Water that collects beneath the ground is called groundwater. Worldwide, groundwater is 40 times more abundant than fresh water in streams and lakes. Although groundwater is a renewable resource, reserves replenish relatively slowly. Agricultural practices depending on this source of water need to change within a generation in order to save this groundwater source.

In addition to groundwater depletion, scientists worry about groundwater contamination, which arises from leaking underground storage tanks, poorly designed industrial waste ponds, and seepage from the deep-well injection of hazardous wastes into underground geologic formations. By some estimates, on average, 25 percent of usable groundwater is contaminated, and in some areas as much as 75 percent is contaminated.

Factors Threatening The Environment: Chemical Risks


A number of toxic substances that humans encounter regularly may pose serious health risks. Pesticide residues on vegetable crops, mercury in fish, and many industrially produced chemicals may cause cancer, birth defects, genetic mutations, or death. Many chemicals have been found to mimic estrogen, the hormone that controls the development of the female reproductive system in a large number of animal species. Preliminary results indicate that these chemicals, in trace amounts, may disrupt development and lead to a host of serious problems in both males and females, including infertility, increased mortality of offspring, and behavioral changes such as increased aggression.

Factors Threatening The Environment: Environmental Racism


Studies have shown that not all individuals are equally exposed to pollution. For example, worldwide toxic-waste sites are more prevalent in poorer communities. Three of the five largest commercial hazardous-waste landfills in America are in predominantly black or Hispanic neighborhoods, and three out of every five black or Hispanic Americans live in the vicinity of an uncontrolled toxic-waste site. The wealth of a community is not nearly as good a predictor of hazardous-waste locations as the ethnic background of the residents, suggesting that the selection of sites for hazardous-waste disposal involves racism.

Environmental racism takes international forms as well. American corporations often continue to produce dangerous, U.S.-banned chemicals and ship them to developing countries. Additionally, the developed world has shipped large amounts of toxic waste to developing countries for less-than-safe disposal. For instance, experts estimate that 50 to 80 percent of electronic waste produced in the United States, including computer parts, is shipped to waste sites in developing countries, such as China and India. At a waste site in Giuyu, China, laborers with no protective clothing regularly burn plastics and circuit boards from old computers. They pour acid on electronic parts to extract silver and gold, and they smash cathode-ray tubes from computer monitors to remove lead. These activities so pollute the groundwater beneath the site that drinking water is trucked in to the area from a town 29 km (18 mi) away.

Factors Threatening The Environment: Energy Production


The limited supply of fossil fuels, coupled with their contributions to global warming, air pollution, and acid rain, makes it clear that alternative forms of energy will be needed to fuel industrial production and transportation.
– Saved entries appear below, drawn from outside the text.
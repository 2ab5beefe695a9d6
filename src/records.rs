//! Table-backed repositories for profiles, consultations and tips

use async_trait::async_trait;
use chrono::{DateTime, Utc};
use log::{debug, info, warn};
use serde::Serialize;
use serde_json::json;
use tokio::sync::watch;
use tokio::task::JoinHandle;

use crate::config::QuotaScope;
use crate::error::Error;
use crate::models::{
    ConsultationRecord, NewConsultation, NewProfile, ProfileUpdate, Tip, UserProfile,
};
use crate::postgrest::PostgrestClient;
use crate::realtime::RealtimeClient;

/// Persistence used by the consultation flow and the quota tracker
#[async_trait]
pub trait ConsultationStore: Send + Sync {
    /// Store a consultation and return it with its assigned id
    async fn insert(&self, consultation: NewConsultation) -> Result<ConsultationRecord, Error>;

    /// Record whether the advice was helpful
    async fn set_helpful(&self, id: &str, helpful: bool) -> Result<(), Error>;

    /// Count consultations that have no user reference
    async fn count_anonymous(&self, scope: &QuotaScope) -> Result<u64, Error>;
}

/// The `health_consultations` table
#[derive(Debug, Clone)]
pub struct Consultations {
    table: PostgrestClient,
}

impl Consultations {
    pub const TABLE: &'static str = "health_consultations";

    pub fn new(table: PostgrestClient) -> Self {
        Self { table }
    }
}

#[async_trait]
impl ConsultationStore for Consultations {
    async fn insert(&self, consultation: NewConsultation) -> Result<ConsultationRecord, Error> {
        let rows = self
            .table
            .insert(&consultation)
            .execute::<ConsultationRecord>()
            .await?;
        let record = rows
            .into_iter()
            .next()
            .ok_or_else(|| Error::database("insert returned no consultation"))?;
        info!("Stored consultation {}", record.id);
        Ok(record)
    }

    async fn set_helpful(&self, id: &str, helpful: bool) -> Result<(), Error> {
        self.table
            .update(json!({ "is_helpful": helpful }))
            .eq("id", id)
            .execute_no_return()
            .await
    }

    async fn count_anonymous(&self, scope: &QuotaScope) -> Result<u64, Error> {
        let mut query = self.table.select("id");
        query.is_null("user_id");
        if let Some(device_id) = scope.device_id() {
            query.eq("device_id", device_id);
        }
        let count = query.execute_count().await?;
        debug!("{} anonymous consultations ({:?})", count, scope);
        Ok(count)
    }
}

#[derive(Serialize)]
struct StampedProfile<'a> {
    #[serde(flatten)]
    profile: &'a NewProfile,
    created_at: DateTime<Utc>,
    updated_at: DateTime<Utc>,
}

#[derive(Serialize)]
struct StampedUpdate<'a> {
    #[serde(flatten)]
    update: &'a ProfileUpdate,
    updated_at: DateTime<Utc>,
}

/// The `users` profile table
#[derive(Debug, Clone)]
pub struct Profiles {
    table: PostgrestClient,
}

impl Profiles {
    pub const TABLE: &'static str = "users";

    pub fn new(table: PostgrestClient) -> Self {
        Self { table }
    }

    /// Create a profile, stamping both timestamps
    pub async fn create(&self, profile: &NewProfile) -> Result<UserProfile, Error> {
        let now = Utc::now();
        let row = StampedProfile {
            profile,
            created_at: now,
            updated_at: now,
        };
        let rows = self.table.insert(&row).execute::<UserProfile>().await?;
        rows.into_iter()
            .next()
            .ok_or_else(|| Error::database("insert returned no profile"))
    }

    /// Fetch a profile by id
    pub async fn get(&self, id: &str) -> Result<Option<UserProfile>, Error> {
        self.table.select("*").eq("id", id).execute_one().await
    }

    /// Apply a partial update, refreshing `updated_at`
    pub async fn update(&self, id: &str, update: &ProfileUpdate) -> Result<UserProfile, Error> {
        let row = StampedUpdate {
            update,
            updated_at: Utc::now(),
        };
        let rows = self
            .table
            .update(&row)
            .eq("id", id)
            .execute::<UserProfile>()
            .await?;
        rows.into_iter()
            .next()
            .ok_or_else(|| Error::database(format!("no profile with id {}", id)))
    }
}

/// The `tips` table
#[derive(Debug, Clone)]
pub struct Tips {
    table: PostgrestClient,
    schema: String,
}

impl Tips {
    pub const TABLE: &'static str = "tips";

    pub fn new(table: PostgrestClient, schema: &str) -> Self {
        Self {
            table,
            schema: schema.to_string(),
        }
    }

    /// All tips, newest first
    pub async fn list(&self) -> Result<Vec<Tip>, Error> {
        self.table
            .select("*")
            .order("created_at", false)
            .execute::<Tip>()
            .await
    }

    /// Load the tips and keep them current.
    ///
    /// The list is re-fetched after every change on the table; a failed
    /// re-fetch keeps the previous list.
    pub async fn watch(&self, realtime: &RealtimeClient) -> Result<TipFeed, Error> {
        let mut subscription = realtime.subscribe_table(&self.schema, Self::TABLE).await?;
        let initial = self.list().await?;
        let (tx, rx) = watch::channel(initial);

        let tips = self.clone();
        let task = tokio::spawn(async move {
            while let Some(change) = subscription.recv().await {
                debug!("Tip {:?}, refreshing list", change.kind);
                match tips.list().await {
                    Ok(list) => {
                        tx.send_replace(list);
                    }
                    Err(e) => warn!("Failed to refresh tips: {}", e),
                }
            }
        });

        Ok(TipFeed { receiver: rx, task })
    }
}

/// Live list of tips. Dropping it ends the subscription.
#[derive(Debug)]
pub struct TipFeed {
    receiver: watch::Receiver<Vec<Tip>>,
    task: JoinHandle<()>,
}

impl TipFeed {
    /// The latest list
    pub fn current(&self) -> Vec<Tip> {
        self.receiver.borrow().clone()
    }

    /// Wait for the next refresh
    pub async fn changed(&mut self) -> Result<Vec<Tip>, Error> {
        self.receiver
            .changed()
            .await
            .map_err(|_| Error::realtime("tip subscription closed"))?;
        Ok(self.receiver.borrow_and_update().clone())
    }

    /// Another observer of the same list
    pub fn subscribe(&self) -> watch::Receiver<Vec<Tip>> {
        self.receiver.clone()
    }
}

impl Drop for TipFeed {
    fn drop(&mut self) {
        self.task.abort();
    }
}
A number of energy alternatives are available, but many of these options are unlikely to replace fossil fuels in the foreseeable future because they cost more, produce less energy than fossil fuels, or pose safety risks.
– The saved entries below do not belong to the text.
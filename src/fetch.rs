//! HTTP client abstraction for making requests to the backend services

use log::{debug, error, warn};
use reqwest::{
    header::{HeaderMap, HeaderName, HeaderValue},
    Client, Method, RequestBuilder, Response,
};
use serde::{de::DeserializeOwned, Serialize};
use url::Url;

use crate::error::Error;

/// Value sent in the `X-Client-Info` header
pub(crate) const CLIENT_INFO: &str = concat!("poultry-hub-client/", env!("CARGO_PKG_VERSION"));

/// Helper for building and executing HTTP requests
pub struct FetchBuilder<'a> {
    client: &'a Client,
    url: String,
    method: Method,
    headers: HeaderMap,
    query_params: Vec<(String, String)>,
    body: Option<Vec<u8>>,
}

impl<'a> FetchBuilder<'a> {
    /// Create a new FetchBuilder
    pub fn new(client: &'a Client, url: &str, method: Method) -> Self {
        let mut headers = HeaderMap::new();
        headers.insert("Content-Type", HeaderValue::from_static("application/json"));
        headers.insert("X-Client-Info", HeaderValue::from_static(CLIENT_INFO));

        Self {
            client,
            url: url.to_string(),
            method,
            headers,
            query_params: Vec::new(),
            body: None,
        }
    }

    /// Add a header to the request, replacing any previous value.
    ///
    /// A name or value that is not valid in a header is skipped with a warning;
    /// the value itself is never logged.
    pub fn header(mut self, name: &str, value: &str) -> Self {
        match (
            HeaderName::from_bytes(name.as_bytes()),
            HeaderValue::from_str(value),
        ) {
            (Ok(name), Ok(value)) => {
                self.headers.insert(name, value);
            }
            (Err(_), _) => warn!("Skipping invalid header name {:?} on {}", name, self.url),
            (_, Err(_)) => warn!("Skipping header {} with an invalid value on {}", name, self.url),
        }
        self
    }

    /// Add the project API key header
    pub fn api_key(self, key: &str) -> Self {
        self.header("apikey", key)
    }

    /// Add bearer token authentication to the request
    pub fn bearer_auth(self, token: &str) -> Self {
        self.header("Authorization", &format!("Bearer {}", token))
    }

    /// Append query parameters; repeated keys are kept
    pub fn query<K: Into<String>, V: Into<String>>(
        mut self,
        params: impl IntoIterator<Item = (K, V)>,
    ) -> Self {
        self.query_params
            .extend(params.into_iter().map(|(k, v)| (k.into(), v.into())));
        self
    }

    /// Add a JSON body to the request
    pub fn json<T: Serialize + ?Sized>(mut self, body: &T) -> Result<Self, Error> {
        let json = serde_json::to_vec(body)?;
        self.body = Some(json);
        Ok(self)
    }

    /// Build the request
    fn build(&self) -> Result<RequestBuilder, Error> {
        let mut url = Url::parse(&self.url)?;

        if !self.query_params.is_empty() {
            let mut query_pairs = url.query_pairs_mut();
            for (key, value) in &self.query_params {
                query_pairs.append_pair(key, value);
            }
        }

        let mut req = self.client.request(self.method.clone(), url.as_str());
        req = req.headers(self.headers.clone());

        if let Some(body) = &self.body {
            req = req.body(body.clone());
        }

        Ok(req)
    }

    /// Execute the request and parse the response as JSON
    pub async fn execute<T: DeserializeOwned>(&self) -> Result<T, Error> {
        let response = self.execute_checked().await?;
        let result = response.json::<T>().await?;
        Ok(result)
    }

    /// Execute the request, turning a non-success status into `Error::Provider`
    pub async fn execute_checked(&self) -> Result<Response, Error> {
        let response = self.execute_raw().await?;

        if !response.status().is_success() {
            let status = response.status().as_u16();
            let text = response.text().await?;
            error!("{} {} failed with status {}", self.method, self.url, status);
            return Err(provider_error(status, &text));
        }

        Ok(response)
    }

    /// Execute the request and return the raw response
    pub async fn execute_raw(&self) -> Result<Response, Error> {
        let req = self.build()?;
        debug!("{} {}", self.method, self.url);
        let response = req.send().await?;
        debug!("{} {} -> {}", self.method, self.url, response.status());
        Ok(response)
    }
}

/// Extract the error code and message from a provider error body.
///
/// Understands the shapes returned by the auth API (`error_code`/`msg`,
/// `error`/`error_description`), the REST API (`code`/`message`) and the
/// generative-language API (`error.status`/`error.message`).
pub(crate) fn provider_error(status: u16, body: &str) -> Error {
    let value: serde_json::Value = match serde_json::from_str(body) {
        Ok(value) => value,
        Err(_) => return Error::provider(status, None, body.trim()),
    };

    let nested = value.get("error").filter(|e| e.is_object());
    let source = nested.unwrap_or(&value);

    let code = ["error_code", "code", "status", "error"]
        .iter()
        .filter_map(|key| source.get(*key))
        .find_map(|v| match v {
            serde_json::Value::String(s) => Some(s.clone()),
            _ => None,
        });

    let message = ["msg", "message", "error_description"]
        .iter()
        .filter_map(|key| source.get(*key))
        .find_map(|v| v.as_str().map(str::to_string))
        .unwrap_or_else(|| body.trim().to_string());

    Error::provider(status, code, message)
}

/// Helper for creating HTTP requests
pub struct Fetch;

impl Fetch {
    /// Create a GET request
    pub fn get<'a>(client: &'a Client, url: &str) -> FetchBuilder<'a> {
        FetchBuilder::new(client, url, Method::GET)
    }

    /// Create a POST request
    pub fn post<'a>(client: &'a Client, url: &str) -> FetchBuilder<'a> {
        FetchBuilder::new(client, url, Method::POST)
    }

    /// Create a PUT request
    pub fn put<'a>(client: &'a Client, url: &str) -> FetchBuilder<'a> {
        FetchBuilder::new(client, url, Method::PUT)
    }

    /// Create a PATCH request
    pub fn patch<'a>(client: &'a Client, url: &str) -> FetchBuilder<'a> {
        FetchBuilder::new(client, url, Method::PATCH)
    }
}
A handful of countries produce a portion of their electricity using nuclear energy. But many people oppose nuclear energy because an accident can cause massive devastation. The 1986 accident at the Chernobyl’ nuclear power plant in the Ukraine scattered radioactive contamination over a large part of Europe. Approximately 200,000 people were evacuated, and human health has been dramatically affected. Studies in 1999 found that the rate of thyroid cancer in young Ukrainian children was ten times higher than was the norm prior to the accident.

One reasonable solution combines conservation strategies with the increased use of solar energy. The price of solar energy relative to traditional fuels has steadily dropped, and if environmental concerns were factored into the cost, solar power would already be significantly cheaper.